= RAW DATA =
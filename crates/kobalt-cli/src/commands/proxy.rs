//! `kobalt-config proxy <protocol>`

use colored::Colorize;
use kobalt_settings::SettingsLoader;

use crate::error::{CliError, Result};

/// Print the proxy Kobalt would use for `protocol`
pub fn run_proxy(protocol: &str) -> Result<()> {
    let settings = SettingsLoader::new()?.read_settings(None)?;

    let proxy = settings.get_proxy(protocol).ok_or_else(|| {
        CliError::user(format!("No proxy configured for protocol '{}'", protocol))
    })?;

    println!("{}", proxy.address());
    for pattern in proxy.non_proxy_hosts() {
        println!("  {} {}", "bypass".dimmed(), pattern);
    }

    Ok(())
}
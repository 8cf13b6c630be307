//! Error types for kobalt-settings

/// Result type for kobalt-settings operations
pub type Result<T> = std::result::Result<T, Error>;

/// Errors that can occur while loading or resolving settings
#[derive(Debug, thiserror::Error)]
pub enum Error {
    /// The user's home directory could not be determined
    #[error("Could not determine the home directory for ~/.kobalt")]
    HomeNotFound,

    /// Filesystem or document error from kobalt-fs
    ///
    /// Covers a malformed `settings.xml` (`ConfigParse`) and an
    /// uncreatable cache or repo directory (`CreateDir`).
    #[error(transparent)]
    Fs(#[from] kobalt_fs::Error),
}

= TASK DETAILS =
One number and nothing else is the answer: how many lines of the material include "protocol".

= RESULT OF THE EXERCISE =
5